Machines don’t have feelings, at least not yet. But machines – notably, the voice-assisted and voice-activated devices that are increasingly populating consumers’ homes – are becoming much better at reading emotions. And that will stand as one of the top trends in the new decade, at least according to researchers and other observers.
As in so many things in payments and commerce, Amazon is among the leaders here. On Nov. 26, the eCommerce operator, via its Alexa Skills Kit Blog, announced the debut of “two new Alexa capabilities that will help create a more natural and intuitive voice experience for your customers.”
What that means, according to Amazon, is that Alexa users “can enable Alexa to respond with either a happy/excited or a disappointed/empathetic tone in the U.S. Emotional responses are particularly relevant to skills in the gaming and sports categories. Additionally, you can have Alexa respond in a speaking style that is more suited for a specific type of content, starting with news and music.”
It's worth noting how this works, at least from the Amazon perspective, which at least roughly reflects similar endeavors from other parts of the digital landscape. “Alexa emotions use Neural TTS (NTTS) technology, Amazon’s text-to-speech technology that enables more natural-sounding speech,” according to that blog. “For example, you can have Alexa respond in a happy/excited tone when a customer answers a trivia question correctly or wins a game. Similarly, you can have Alexa respond in a disappointed/empathetic tone when a customer asks for the sports score and their favorite team has lost.”

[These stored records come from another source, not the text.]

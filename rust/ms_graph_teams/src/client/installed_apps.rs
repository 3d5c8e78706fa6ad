/* This Source Code Form is subject to the terms of the Mozilla Public
 * License, v. 2.0. If a copy of the MPL was not distributed with this
 * file, You can obtain one at http://mozilla.org/MPL/2.0/. */

//! Operations on the `installedApps` navigation property of a chat.

use serde_json::Value;

use crate::body::compact;
use crate::client::{required, GraphClient};
use crate::error::Result;
use crate::query::{CountQuery, Query};
use crate::types::collection_response::CollectionResponse;
use crate::types::teams_app::TeamsApp;
use crate::types::teams_app_definition::TeamsAppDefinition;
use crate::types::teams_app_installation::TeamsAppInstallation;
use crate::types::teams_app_installation_request_body::TeamsAppInstallationRequestBody;

impl GraphClient {
    /// Lists the apps installed in a chat.
    pub fn list_installed_apps(
        &self,
        user_id: &str,
        chat_id: &str,
        query: &Query,
    ) -> Result<CollectionResponse<'static>> {
        let user_id = required("user-id", user_id)?;
        let chat_id = required("chat-id", chat_id)?;
        self.get_json(
            &format!("/users/{user_id}/chats/{chat_id}/installedApps"),
            &query.pairs(),
        )
    }

    /// Installs an app in a chat.
    pub fn install_app_in_chat(
        &self,
        user_id: &str,
        chat_id: &str,
        body: TeamsAppInstallationRequestBody,
    ) -> Result<TeamsAppInstallation<'static>> {
        let user_id = required("user-id", user_id)?;
        let chat_id = required("chat-id", chat_id)?;
        self.post_json(
            &format!("/users/{user_id}/chats/{chat_id}/installedApps"),
            &body.into_object(),
        )
    }

    /// The number of apps installed in a chat.
    pub fn count_installed_apps(
        &self,
        user_id: &str,
        chat_id: &str,
        query: &CountQuery,
    ) -> Result<i64> {
        let user_id = required("user-id", user_id)?;
        let chat_id = required("chat-id", chat_id)?;
        self.get_count(
            &format!("/users/{user_id}/chats/{chat_id}/installedApps/$count"),
            &query.pairs(),
        )
    }

    /// Retrieves one app installation in a chat.
    pub fn get_installed_app(
        &self,
        user_id: &str,
        chat_id: &str,
        installation_id: &str,
        query: &Query,
    ) -> Result<TeamsAppInstallation<'static>> {
        let user_id = required("user-id", user_id)?;
        let chat_id = required("chat-id", chat_id)?;
        let installation_id = required("teamsAppInstallation-id", installation_id)?;
        self.get_json(
            &format!("/users/{user_id}/chats/{chat_id}/installedApps/{installation_id}"),
            &query.pairs(),
        )
    }

    /// Updates one app installation in a chat.
    pub fn update_installed_app(
        &self,
        user_id: &str,
        chat_id: &str,
        installation_id: &str,
        body: TeamsAppInstallationRequestBody,
    ) -> Result<TeamsAppInstallation<'static>> {
        let user_id = required("user-id", user_id)?;
        let chat_id = required("chat-id", chat_id)?;
        let installation_id = required("teamsAppInstallation-id", installation_id)?;
        self.patch_json(
            &format!("/users/{user_id}/chats/{chat_id}/installedApps/{installation_id}"),
            &body.into_object(),
        )
    }

    /// Uninstalls an app from a chat.
    pub fn uninstall_app_from_chat(
        &self,
        user_id: &str,
        chat_id: &str,
        installation_id: &str,
    ) -> Result<()> {
        let user_id = required("user-id", user_id)?;
        let chat_id = required("chat-id", chat_id)?;
        let installation_id = required("teamsAppInstallation-id", installation_id)?;
        self.delete(&format!(
            "/users/{user_id}/chats/{chat_id}/installedApps/{installation_id}"
        ))
    }

    /// Upgrades an installed app to the latest version (`upgrade`),
    /// optionally consenting to the permissions the new version requires.
    pub fn upgrade_installed_app(
        &self,
        user_id: &str,
        chat_id: &str,
        installation_id: &str,
        consented_permission_set: Option<Value>,
    ) -> Result<()> {
        let user_id = required("user-id", user_id)?;
        let chat_id = required("chat-id", chat_id)?;
        let installation_id = required("teamsAppInstallation-id", installation_id)?;
        self.post_empty(
            &format!(
                "/users/{user_id}/chats/{chat_id}/installedApps/{installation_id}/microsoft.graph.upgrade"
            ),
            &compact([("consentedPermissionSet", consented_permission_set)]),
        )
    }

    /// Retrieves the catalog app backing an installation.
    pub fn get_installed_app_teams_app(
        &self,
        user_id: &str,
        chat_id: &str,
        installation_id: &str,
        query: &Query,
    ) -> Result<TeamsApp<'static>> {
        let user_id = required("user-id", user_id)?;
        let chat_id = required("chat-id", chat_id)?;
        let installation_id = required("teamsAppInstallation-id", installation_id)?;
        self.get_json(
            &format!(
                "/users/{user_id}/chats/{chat_id}/installedApps/{installation_id}/teamsApp"
            ),
            &query.pairs(),
        )
    }

    /// Retrieves the definition of the installed version of an app.
    pub fn get_installed_app_teams_app_definition(
        &self,
        user_id: &str,
        chat_id: &str,
        installation_id: &str,
        query: &Query,
    ) -> Result<TeamsAppDefinition<'static>> {
        let user_id = required("user-id", user_id)?;
        let chat_id = required("chat-id", chat_id)?;
        let installation_id = required("teamsAppInstallation-id", installation_id)?;
        self.get_json(
            &format!(
                "/users/{user_id}/chats/{chat_id}/installedApps/{installation_id}/teamsAppDefinition"
            ),
            &query.pairs(),
        )
    }
}

#[cfg(test)]
mod tests {
    use crate::client::GraphClient;
    use crate::error::Error;
    use crate::query::Query;
    use url::Url;

    fn client() -> GraphClient {
        GraphClient::new(Url::parse("http://127.0.0.1:9").unwrap())
    }

    #[test]
    fn empty_installation_id_is_rejected_before_dispatch() {
        assert!(matches!(
            client().get_installed_app("u1", "c1", "", &Query::new()),
            Err(Error::MissingParameter("teamsAppInstallation-id"))
        ));
        assert!(matches!(
            client().upgrade_installed_app("u1", "c1", "", None),
            Err(Error::MissingParameter("teamsAppInstallation-id"))
        ));
    }
}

Despite longstanding fears of devices becoming too familiar, or too creepy – fears that will help shape development of not only voice-activated retail and payment products, but also robots – Amazon said customers are responding well to these new steps. “Early customer feedback indicates that overall satisfaction with the voice experience increased by 30 percent when Alexa responded with emotions,” the company said in the blog.
According to other sources, such capabilities can lead to better customer service and deeper payments and commerce experiences, whether via Alexa, Google Home or other devices. “For example, if you're using (such a device for banking) and find yourself unable to make a transaction, (the devices) can notice the frustration in your voice and offer a solution – like calling the support team for you,” reads a recent analysis from VoiceSummit. “Another example is if you're interacting with a voice-first shopping app and can't find the pants you've been searching for. The disappointment or moodiness in your voice can prompt the (voice assistant) to offer you a discount code.”
Voice Trends and Growth
Emotions could also play a role in other devices deployed inside vehicles – not only via voice, but also via cameras and sensors that detect other biometric markers. “Drivers routinely make rash decisions when they feel angry, aggressive, anxious or drowsy,” VoiceSumit said. “If a virtual assistant can detect these feelings and help manage them, it can improve road safety for everyone.”
But voice-assisted and voice-activated devices are, for now, the bigger story when it comes to reading consumer emotions.
According to PYMNTS research, in 2019, 31 percent of all consumers reported that they owned at least one voice-activated device, up from 14 percent in 2017. Not only has the share of consumers who own connected devices more than doubled since 2017, but they are also more likely to use those devices to make eCommerce purchases. Roughly one in every 10 consumers today uses voice-enabled devices and apps to browse, shop and buy goods online. It’s a remarkable acceleration of a technology that is still relatively young, and for which the commerce use cases are both nascent and very much evolving. It’s easy to imagine how emotion detection will become a bigger part of this space.
Indeed, connected devices are contextualizing commerce for consumers as they go about their daily lives. More than three-quarters of U.S. adults made a purchase while going about their day-to-day activities – commuting, cooking, cleaning, watching TV, even taking care of the kids. Connected devices make shopping an everyday part of the everyday consumer experience. Voice makes it the ultimate hands-free experience.
As that happens, researchers are also looking to what might be called consumer protections against such emotion-detection capabilities – especially as devices and systems powered by artificial intelligence (AI) promise to makes significant headway in the 2020s and well beyond.
For instance, recent research from computer scientists is focused on increasing consumer privacy protections by what amounts to translating their emotional speech into something more neutral.
“The voice signal is a rich resource that discloses several possible states of a speaker, such as emotional state, confidence and stress levels, physical condition, age, gender and personal traits,” reads a brief summary of that research. “Service providers can build a very accurate profile of a user's demographic category (and) personal preferences, and may compromise privacy. To address this problem, a privacy-preserving intermediate layer between users and cloud services is proposed to sanitize the voice input. It aims to maintain utility while preserving user privacy.”
More emotions are coming to digital payments and commerce in the new decade. So too, it seems, are more privacy protections.